Pendant tout ce temps, sa passion pour la nourriture est restée intacte. Tout comme sa volonté de donner aux jeunes une partie de ce qu’elle a reçu. Même si le restaurant Link Age est une idée perso, elle débarrasse les tables et bosse aux côtés des jeunes dans la cuisine. Comme Link Age est une organisation à but non lucratif, Hnit Thi Oo continue de travailler comme guide touristique ou traductrice pour subvenir à ses besoins.

Les jeunes en plein taf dans la cuisine.

« On pourrait dire que c'est une plate-forme idéale qui me permet d’utiliser toutes mes compétences », dit-elle dans un sourire. « Je dirige une entreprise et la plupart de ces enfants ont débarqué à Rangoun en provenance de zones rurales. »

Tous n’ont pas spécialement envie de devenir chefs.

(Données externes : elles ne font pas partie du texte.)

//! Worker pool: deferred-activation tokio task pool.
//!
//! The reference design's fixed OS-thread pool is implemented here as a
//! fixed set of `tokio` tasks pulling from a shared bounded channel (see
//! the worker-pool REDESIGN FLAG). `pool_submit`'s blocking-when-full
//! semantics become `Sender::send(..).await`, which suspends the caller
//! exactly as the reference design suspends the reader thread —
//! backpressure is preserved even though no OS thread blocks.

use std::future::Future;
use std::pin::Pin;
use std::sync::Arc;

use tokio::sync::{mpsc, Mutex as AsyncMutex};

use crate::error::{Error, Result};

/// A unit of work submitted to the pool: an already-constructed future
/// that performs one job's serialize-wait, handler invocation, and
/// response write, then removes itself from the serializer.
pub type Task = Pin<Box<dyn Future<Output = ()> + Send>>;

/// A fixed-size pool of worker tasks consuming from one shared queue.
pub struct Pool {
    sender: mpsc::Sender<Task>,
}

impl Pool {
    /// Spawn `size` worker tasks sharing a bounded queue of capacity
    /// `queue_capacity`. Each worker loops: take the shared receiver
    /// lock, pull one task, release the lock, run the task to
    /// completion, repeat. The pool shuts down when its last `Sender`
    /// (held by the owning [`crate::session::Session`]) is dropped.
    pub fn start(size: usize, queue_capacity: usize) -> Arc<Pool> {
        let (sender, receiver) = mpsc::channel(queue_capacity.max(1));
        let receiver = Arc::new(AsyncMutex::new(receiver));

        for _ in 0..size.max(1) {
            let receiver = receiver.clone();
            tokio::spawn(async move {
                loop {
                    let task = {
                        let mut guard = receiver.lock().await;
                        guard.recv().await
                    };
                    match task {
                        Some(task) => task.await,
                        None => break,
                    }
                }
            });
        }

        Arc::new(Pool { sender })
    }

    /// Enqueue `task`. Suspends the caller while the queue is full,
    /// propagating backpressure to the reader task (and, from there, to
    /// the peer via TCP window).
    pub async fn submit(&self, task: Task) -> Result<()> {
        self.sender
            .send(task)
            .await
            .map_err(|_| Error::protocol("worker pool channel closed"))
    }
}

#[cfg(test)]
#[allow(clippy::unwrap_used, clippy::expect_used, clippy::panic)]
mod tests {
    use super::*;
    use std::sync::atomic::{AtomicUsize, Ordering};
    use std::time::Duration;

    #[tokio::test]
    async fn submitted_tasks_run() {
        let pool = Pool::start(2, 8);
        let counter = Arc::new(AtomicUsize::new(0));

        for _ in 0..10 {
            let counter = counter.clone();
            pool.submit(Box::pin(async move {
                counter.fetch_add(1, Ordering::SeqCst);
            }))
            .await
            .unwrap();
        }

        tokio::time::sleep(Duration::from_millis(50)).await;
        assert_eq!(counter.load(Ordering::SeqCst), 10);
    }

    #[tokio::test]
    async fn full_queue_backpressures_the_submitter() {
        let pool = Pool::start(1, 1);
        let gate = Arc::new(tokio::sync::Notify::new());

        // Occupy the single worker with a task that waits on the gate.
        let gate_clone = gate.clone();
        pool.submit(Box::pin(async move {
            gate_clone.notified().await;
        }))
        .await
        .unwrap();

        // The queue slot is now free (task was taken by the worker), so
        // this submit fills it without blocking.
        pool.submit(Box::pin(async move {})).await.unwrap();

        // A third submit would block until the gated task completes;
        // bound the wait so the test fails loudly instead of hanging.
        let pool_clone_sender = pool.sender.clone();
        let blocked = tokio::spawn(async move {
            pool_clone_sender.send(Box::pin(async move {})).await
        });
        tokio::time::sleep(Duration::from_millis(20)).await;
        assert!(!blocked.is_finished());

        gate.notify_one();
        tokio::time::timeout(Duration::from_millis(200), blocked)
            .await
            .expect("submit should unblock once the gated task completes")
            .unwrap()
            .unwrap();
    }
}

On forme seulement ceux qui ont un intérêt authentique et un vrai enthousiasme pour la cuisine.

Les revenus de Link Age permettent de payer des salaires et des frais de scolarité au personnel. Ils couvrent également le coût de fonctionnement du refuge. « Les serveurs et les chefs que vous voyez ici sont une petite partie de notre projet », explique Hnit Thi Oo. « S'ils ont moins de 15 ans, on ne les fait pas bosser ici. On les envoie à l'école et on paie pour leur éducation. On essaie de trouver d'autres moyens pour les soutenir. »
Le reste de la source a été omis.